Старуха только махнула рукой.
– Ой, не говори уж лучше, такая у них этта пановщина была с барыней-то, что хоть до нехорошего… Мирила, мирила их, да и полно!
– Повздорили! – заметил я.
– Шибко, – отвечала старуха, – в грошовом калаче дело вышло, барин-то скупенек; сам вон кузовья покупает, чтоб хошь копейку какую выторговать; ну и принес с базара грошовый калач, да и потчует барыню, а той не нравится, из того и пошло: «Ты, говорит, мне все делаешь напротив», а та стала корить: «Ты, говорит, душенька, меня только мякиной и кормишь», ну и почали, согрешила я, грешная, с ними.
– И что же? – спросил я.
– Ничего, побранились, – отвечала старуха; и потом, вдруг переменив насмешливое выражение на грустное, произнесла печальным голосом: – Тетенька-то твоя, батюшка, Марья Николавна, померла.

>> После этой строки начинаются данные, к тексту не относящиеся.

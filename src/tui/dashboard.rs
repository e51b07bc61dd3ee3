//! Dashboard utilities: cell formatting.

use std::time::Duration;

/// Format a round-trip time the way `ping` users expect: `12.345ms`,
/// `830µs`, `1.2s`. Trailing zeros are dropped; zero is `0s`.
pub fn format_rtt(d: Duration) -> String {
    let nanos = d.as_nanos();
    if nanos == 0 {
        return "0s".into();
    }

    let (unit_nanos, unit, frac_digits): (u128, &str, usize) = if nanos < 1_000 {
        (1, "ns", 0)
    } else if nanos < 1_000_000 {
        (1_000, "µs", 3)
    } else if nanos < 1_000_000_000 {
        (1_000_000, "ms", 6)
    } else {
        (1_000_000_000, "s", 9)
    };

    let whole = nanos / unit_nanos;
    let frac = nanos % unit_nanos;
    if frac == 0 {
        return format!("{whole}{unit}");
    }
    let digits = format!("{frac:0frac_digits$}");
    format!("{whole}.{}{unit}", digits.trim_end_matches('0'))
}

/// Format a loss percentage: `0%`, `12.5%`.
pub fn format_loss(percent: f64) -> String {
    if percent.fract() == 0.0 {
        format!("{percent:.0}%")
    } else {
        format!("{percent:.1}%")
    }
}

– Какая тетенька Марья Николавна? – спросил я.
– Ой, да Ометкина-то, чтой-то в Питере-то всех перезабыл.
– Ну, баушка, провралась, такой тетки у меня не бывало, – проговорил я.
– На, аль взаправду это не тебе тетка-то? Так, так, так!.. Николаю Егорычу Бекасову, вот ведь чья она тетка-то, – вывернулась старуха. – Похороны, сударь, были богатеющие, совершали, как должно, не жалеючи денег. Что было этого духовенства, что этой нищей братии!.. – продолжала она, поджимая руки и приготовляясь, кажется, к длинному рассказу. Но в это время из соседней комнаты послышался треск и закричал сиплый голос:
– Пусти меня, кто меня смеет вязать. Ванька… хозяин мой… подлец, дай водки! Пусти меня… – и снова треск.
– Успокойте себя, Владимир Васильич, просим вас покорнейше, сусните хоть немножко, право слово, вам легче будет! – отвечал фистулой другой голос.
– Легче? Легости мне не надо. Я, значит, гуляю, а ты подлец – вот весь мой разговор с тобой, и кончено! – произнес сиплый голос и потом запел:
Гусар, на саблю опираясь,
В глубокой горести стоял![1]
– Кто там такой? – спросил я.
– Охотник, батюшка… мужички в рекруты везут сдавать за себя… охотник загулял, – отвечала хозяйка.
– Что же трещит там такое?
– Ну, да хмелен уж очень, так посвязали его… опасаются тоже, чтобы чего не случилось, сюда-то уж приехал до зелена змея пьяный, да и здесь еще полштофа выпил, ну так и опасаются, посвязали.
– В таком случае, тетка, пусти меня в избу, здесь угарно, да и пьяный, – сказал я, вставая.
– Батюшка, да в избе-то тараканы, морозила, морозила, не переводятся окаянные, да и только.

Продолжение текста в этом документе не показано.